◆ Stored data:
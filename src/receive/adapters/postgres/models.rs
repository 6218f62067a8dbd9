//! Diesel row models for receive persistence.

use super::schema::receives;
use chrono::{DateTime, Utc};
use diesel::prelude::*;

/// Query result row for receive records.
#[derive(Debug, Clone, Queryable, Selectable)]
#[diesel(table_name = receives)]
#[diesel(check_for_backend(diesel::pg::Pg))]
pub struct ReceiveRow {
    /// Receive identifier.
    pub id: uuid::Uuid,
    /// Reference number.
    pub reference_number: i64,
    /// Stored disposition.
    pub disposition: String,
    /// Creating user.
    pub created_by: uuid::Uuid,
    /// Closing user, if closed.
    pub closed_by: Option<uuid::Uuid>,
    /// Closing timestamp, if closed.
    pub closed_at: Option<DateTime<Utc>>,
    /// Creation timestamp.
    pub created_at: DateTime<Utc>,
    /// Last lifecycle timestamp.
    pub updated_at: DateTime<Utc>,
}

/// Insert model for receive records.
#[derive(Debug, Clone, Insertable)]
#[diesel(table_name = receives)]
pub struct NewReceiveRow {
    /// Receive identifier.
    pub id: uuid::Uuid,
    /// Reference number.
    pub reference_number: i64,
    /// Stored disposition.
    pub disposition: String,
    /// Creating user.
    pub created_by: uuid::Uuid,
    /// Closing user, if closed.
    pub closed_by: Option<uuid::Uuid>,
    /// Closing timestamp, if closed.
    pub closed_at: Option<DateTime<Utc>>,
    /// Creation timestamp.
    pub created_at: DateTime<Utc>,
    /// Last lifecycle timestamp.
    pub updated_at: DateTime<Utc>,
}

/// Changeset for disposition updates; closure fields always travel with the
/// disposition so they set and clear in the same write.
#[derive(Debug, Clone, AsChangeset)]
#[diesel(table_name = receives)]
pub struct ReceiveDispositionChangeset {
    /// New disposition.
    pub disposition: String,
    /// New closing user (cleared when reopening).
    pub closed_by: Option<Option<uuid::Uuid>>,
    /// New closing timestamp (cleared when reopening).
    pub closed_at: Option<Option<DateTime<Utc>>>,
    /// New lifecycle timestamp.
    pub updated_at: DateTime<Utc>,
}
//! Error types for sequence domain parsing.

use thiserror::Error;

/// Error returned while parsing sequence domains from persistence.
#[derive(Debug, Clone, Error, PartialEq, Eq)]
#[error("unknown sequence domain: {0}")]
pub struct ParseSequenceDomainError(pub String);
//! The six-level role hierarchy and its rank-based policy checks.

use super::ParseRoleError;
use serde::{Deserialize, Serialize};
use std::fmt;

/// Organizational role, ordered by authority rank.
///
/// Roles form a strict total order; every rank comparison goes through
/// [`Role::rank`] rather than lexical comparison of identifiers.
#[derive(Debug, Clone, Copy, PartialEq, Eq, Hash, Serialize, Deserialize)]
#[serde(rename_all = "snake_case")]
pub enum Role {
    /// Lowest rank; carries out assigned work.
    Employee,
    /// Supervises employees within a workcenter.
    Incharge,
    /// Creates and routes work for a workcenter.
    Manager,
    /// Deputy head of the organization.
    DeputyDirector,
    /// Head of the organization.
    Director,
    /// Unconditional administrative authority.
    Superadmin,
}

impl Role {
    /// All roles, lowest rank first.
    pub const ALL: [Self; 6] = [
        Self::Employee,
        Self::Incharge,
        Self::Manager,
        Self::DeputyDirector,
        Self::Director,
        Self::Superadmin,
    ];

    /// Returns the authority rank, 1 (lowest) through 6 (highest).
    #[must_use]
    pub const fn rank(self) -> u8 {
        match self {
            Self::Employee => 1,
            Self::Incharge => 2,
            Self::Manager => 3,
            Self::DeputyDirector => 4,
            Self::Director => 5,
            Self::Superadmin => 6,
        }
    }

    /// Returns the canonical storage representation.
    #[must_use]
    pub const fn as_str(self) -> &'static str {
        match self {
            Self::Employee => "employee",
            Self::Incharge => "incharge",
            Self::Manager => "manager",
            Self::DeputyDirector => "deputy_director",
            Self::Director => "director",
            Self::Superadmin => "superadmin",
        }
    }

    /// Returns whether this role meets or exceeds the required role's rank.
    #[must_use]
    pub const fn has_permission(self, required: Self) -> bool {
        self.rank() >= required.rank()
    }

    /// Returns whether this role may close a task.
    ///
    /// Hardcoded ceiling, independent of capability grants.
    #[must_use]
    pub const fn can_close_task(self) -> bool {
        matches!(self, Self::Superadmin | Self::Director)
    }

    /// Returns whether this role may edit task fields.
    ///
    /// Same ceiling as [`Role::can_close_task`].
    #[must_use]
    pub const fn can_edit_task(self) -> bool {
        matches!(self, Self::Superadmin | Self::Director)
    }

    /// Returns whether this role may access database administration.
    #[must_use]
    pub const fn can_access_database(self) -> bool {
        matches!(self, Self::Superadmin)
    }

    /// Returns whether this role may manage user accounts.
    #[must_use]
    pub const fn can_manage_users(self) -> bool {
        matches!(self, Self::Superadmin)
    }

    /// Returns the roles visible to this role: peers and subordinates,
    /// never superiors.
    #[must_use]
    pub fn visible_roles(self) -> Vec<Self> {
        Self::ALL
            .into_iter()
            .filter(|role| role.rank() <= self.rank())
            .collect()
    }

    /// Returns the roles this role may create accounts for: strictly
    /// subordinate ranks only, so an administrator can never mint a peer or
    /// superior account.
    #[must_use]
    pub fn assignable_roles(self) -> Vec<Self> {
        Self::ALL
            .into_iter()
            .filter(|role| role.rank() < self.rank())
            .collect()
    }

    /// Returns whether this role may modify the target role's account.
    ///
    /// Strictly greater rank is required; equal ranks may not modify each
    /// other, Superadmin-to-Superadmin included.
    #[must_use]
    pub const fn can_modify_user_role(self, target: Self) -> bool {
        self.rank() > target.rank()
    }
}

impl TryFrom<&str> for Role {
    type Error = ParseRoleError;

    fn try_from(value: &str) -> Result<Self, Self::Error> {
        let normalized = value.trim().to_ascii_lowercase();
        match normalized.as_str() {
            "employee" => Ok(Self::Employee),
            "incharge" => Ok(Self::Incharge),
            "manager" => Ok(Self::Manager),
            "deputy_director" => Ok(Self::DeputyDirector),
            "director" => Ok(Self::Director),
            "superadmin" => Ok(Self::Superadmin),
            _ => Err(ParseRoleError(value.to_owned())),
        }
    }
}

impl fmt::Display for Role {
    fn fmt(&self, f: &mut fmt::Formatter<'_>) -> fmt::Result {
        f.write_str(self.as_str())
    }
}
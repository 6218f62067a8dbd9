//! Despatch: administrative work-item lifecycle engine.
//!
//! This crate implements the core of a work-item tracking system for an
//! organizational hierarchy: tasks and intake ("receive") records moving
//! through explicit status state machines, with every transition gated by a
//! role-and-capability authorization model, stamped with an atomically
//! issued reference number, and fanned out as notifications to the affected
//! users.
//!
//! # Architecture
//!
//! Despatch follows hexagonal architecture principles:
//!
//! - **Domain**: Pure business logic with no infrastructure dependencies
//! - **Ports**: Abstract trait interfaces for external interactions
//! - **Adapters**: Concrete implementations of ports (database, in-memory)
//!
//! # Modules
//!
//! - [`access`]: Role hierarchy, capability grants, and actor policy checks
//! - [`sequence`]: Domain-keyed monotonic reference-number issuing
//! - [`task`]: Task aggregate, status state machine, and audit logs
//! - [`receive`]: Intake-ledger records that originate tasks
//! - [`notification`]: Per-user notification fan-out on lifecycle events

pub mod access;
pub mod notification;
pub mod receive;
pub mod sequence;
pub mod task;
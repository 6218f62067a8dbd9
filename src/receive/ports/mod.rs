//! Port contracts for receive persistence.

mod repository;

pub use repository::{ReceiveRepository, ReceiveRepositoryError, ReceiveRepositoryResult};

◆ Work item:
Each line of the material above is to be retyped verbatim.

◆ Response area:
filename src/receive/adapters/postgres/models.rs
repository 6218f62067a8dbd9
//! Diesel row models for receive persistence.

use super::schema::receives;
use chrono::{DateTime, Utc};
use diesel::prelude::*;

/// Query result row for receive records.
#[derive(Debug, Clone, Queryable, Selectable)]
#[diesel(table_name = receives)]
#[diesel(check_for_backend(diesel::pg::Pg))]
pub struct ReceiveRow {
    /// Receive identifier.
    pub id: uuid::Uuid,
    /// Reference number.
    pub reference_number: i64,
    /// Stored disposition.
    pub disposition: String,
    /// Creating user.
    pub created_by: uuid::Uuid,
    /// Closing user, if closed.
    pub closed_by: Option<uuid::Uuid>,
    /// Closing timestamp, if closed.
    pub closed_at: Option<DateTime<Utc>>,
    /// Creation timestamp.
    pub created_at: DateTime<Utc>,
    /// Last lifecycle timestamp.
    pub updated_at: DateTime<Utc>,
}

/// Insert model for receive records.
#[derive(Debug, Clone, Insertable)]
#[diesel(table_name = receives)]
pub struct NewReceiveRow {
    /// Receive identifier.
    pub id: uuid::Uuid,
    /// Reference number.
    pub reference_number: i64,
    /// Stored disposition.
    pub disposition: String,
    /// Creating user.
    pub created_by: uuid::Uuid,
    /// Closing user, if closed.
    pub closed_by: Option<uuid::Uuid>,
    /// Closing timestamp, if closed.
    pub closed_at: Option<DateTime<Utc>>,
    /// Creation timestamp.
    pub created_at: DateTime<Utc>,
    /// Last lifecycle timestamp.
    pub updated_at: DateTime<Utc>,
}

/// Changeset for disposition updates; closure fields always travel with the
/// disposition so they set and clear in the same write.
#[derive(Debug, Clone, AsChangeset)]
#[diesel(table_name = receives)]
pub struct ReceiveDispositionChangeset {
    /// New disposition.
    pub disposition: String,
    /// New closing user (cleared when reopening).
    pub closed_by: Option<Option<uuid::Uuid>>,
    /// New closing timestamp (cleared when reopening).
    pub closed_at: Option<Option<DateTime<Utc>>>,
    /// New lifecycle timestamp.
    pub updated_at: DateTime<Utc>,
}
//! Error types for sequence domain parsing.

use thiserror::Error;

/// Error returned while parsing sequence domains from persistence.
#[derive(Debug, Clone, Error, PartialEq, Eq)]
#[error("unknown sequence domain: {0}")]
pub struct ParseSequenceDomainError(pub String);
//! The six-level role hierarchy and its rank-based policy checks.

use super::ParseRoleError;
use serde::{Deserialize, Serialize};
use std::fmt;

/// Organizational role, ordered by authority rank.
///
/// Roles form a strict total order; every rank comparison goes through
/// [`Role::rank`] rather than lexical comparison of identifiers.
#[derive(Debug, Clone, Copy, PartialEq, Eq, Hash, Serialize, Deserialize)]
#[serde(rename_all = "snake_case")]
pub enum Role {
    /// Lowest rank; carries out assigned work.
    Employee,
    /// Supervises employees within a workcenter.
    Incharge,
    /// Creates and routes work for a workcenter.
    Manager,
    /// Deputy head of the organization.
    DeputyDirector,
    /// Head of the organization.
    Director,
    /// Unconditional administrative authority.
    Superadmin,
}

impl Role {
    /// All roles, lowest rank first.
    pub const ALL: [Self; 6] = [
        Self::Employee,
        Self::Incharge,
        Self::Manager,
        Self::DeputyDirector,
        Self::Director,
        Self::Superadmin,
    ];

    /// Returns the authority rank, 1 (lowest) through 6 (highest).
    #[must_use]
    pub const fn rank(self) -> u8 {
        match self {
            Self::Employee => 1,
            Self::Incharge => 2,
            Self::Manager => 3,
            Self::DeputyDirector => 4,
            Self::Director => 5,
            Self::Superadmin => 6,
        }
    }

    /// Returns the canonical storage representation.
    #[must_use]
    pub const fn as_str(self) -> &'static str {
        match self {
            Self::Employee => "employee",
            Self::Incharge => "incharge",
            Self::Manager => "manager",
            Self::DeputyDirector => "deputy_director",
            Self::Director => "director",
            Self::Superadmin => "superadmin",
        }
    }

    /// Returns whether this role meets or exceeds the required role's rank.
    #[must_use]
    pub const fn has_permission(self, required: Self) -> bool {
        self.rank() >= required.rank()
    }

    /// Returns whether this role may close a task.
    ///
    /// Hardcoded ceiling, independent of capability grants.
    #[must_use]
    pub const fn can_close_task(self) -> bool {
        matches!(self, Self::Superadmin | Self::Director)
    }

    /// Returns whether this role may edit task fields.
    ///
    /// Same ceiling as [`Role::can_close_task`].
    #[must_use]
    pub const fn can_edit_task(self) -> bool {
        matches!(self, Self::Superadmin | Self::Director)
    }

    /// Returns whether this role may access database administration.
    #[must_use]
    pub const fn can_access_database(self) -> bool {
        matches!(self, Self::Superadmin)
    }

    /// Returns whether this role may manage user accounts.
    #[must_use]
    pub const fn can_manage_users(self) -> bool {
        matches!(self, Self::Superadmin)
    }

    /// Returns the roles visible to this role: peers and subordinates,
    /// never superiors.
    #[must_use]
    pub fn visible_roles(self) -> Vec<Self> {
        Self::ALL
            .into_iter()
            .filter(|role| role.rank() <= self.rank())
            .collect()
    }

    /// Returns the roles this role may create accounts for: strictly
    /// subordinate ranks only, so an administrator can never mint a peer or
    /// superior account.
    #[must_use]
    pub fn assignable_roles(self) -> Vec<Self> {
        Self::ALL
            .into_iter()
            .filter(|role| role.rank() < self.rank())
            .collect()
    }

    /// Returns whether this role may modify the target role's account.
    ///
    /// Strictly greater rank is required; equal ranks may not modify each
    /// other, Superadmin-to-Superadmin included.
    #[must_use]
    pub const fn can_modify_user_role(self, target: Self) -> bool {
        self.rank() > target.rank()
    }
}

impl TryFrom<&str> for Role {
    type Error = ParseRoleError;

    fn try_from(value: &str) -> Result<Self, Self::Error> {
        let normalized = value.trim().to_ascii_lowercase();
        match normalized.as_str() {
            "employee" => Ok(Self::Employee),
            "incharge" => Ok(Self::Incharge),
            "manager" => Ok(Self::Manager),
            "deputy_director" => Ok(Self::DeputyDirector),
            "director" => Ok(Self::Director),
            "superadmin" => Ok(Self::Superadmin),
            _ => Err(ParseRoleError(value.to_owned())),
        }
    }
}

impl fmt::Display for Role {
    fn fmt(&self, f: &mut fmt::Formatter<'_>) -> fmt::Result {
        f.write_str(self.as_str())
    }
}
repository 6218f62067a8dbd9
//! Despatch: administrative work-item lifecycle engine.
//!
//! This crate implements the core of a work-item tracking system for an
//! organizational hierarchy: tasks and intake ("receive") records moving
//! through explicit status state machines, with every transition gated by a
//! role-and-capability authorization model, stamped with an atomically
//! issued reference number, and fanned out as notifications to the affected
//! users.
//!
//! # Architecture
//!
//! Despatch follows hexagonal architecture principles:
//!
//! - **Domain**: Pure business logic with no infrastructure dependencies
//! - **Ports**: Abstract trait interfaces for external interactions
//! - **Adapters**: Concrete implementations of ports (database, in-memory)
//!
//! # Modules
//!
//! - [`access`]: Role hierarchy, capability grants, and actor policy checks
//! - [`sequence`]: Domain-keyed monotonic reference-number issuing
//! - [`task`]: Task aggregate, status state machine, and audit logs
//! - [`receive`]: Intake-ledger records that originate tasks
//! - [`notification`]: Per-user notification fan-out on lifecycle events

pub mod access;
pub mod notification;
pub mod receive;
pub mod sequence;
pub mod task;
repository 6218f62067a8dbd9
filename src/receive/ports/mod.rs
//! Port contracts for receive persistence.

mod repository;

pub use repository::{ReceiveRepository, ReceiveRepositoryError, ReceiveRepositoryResult};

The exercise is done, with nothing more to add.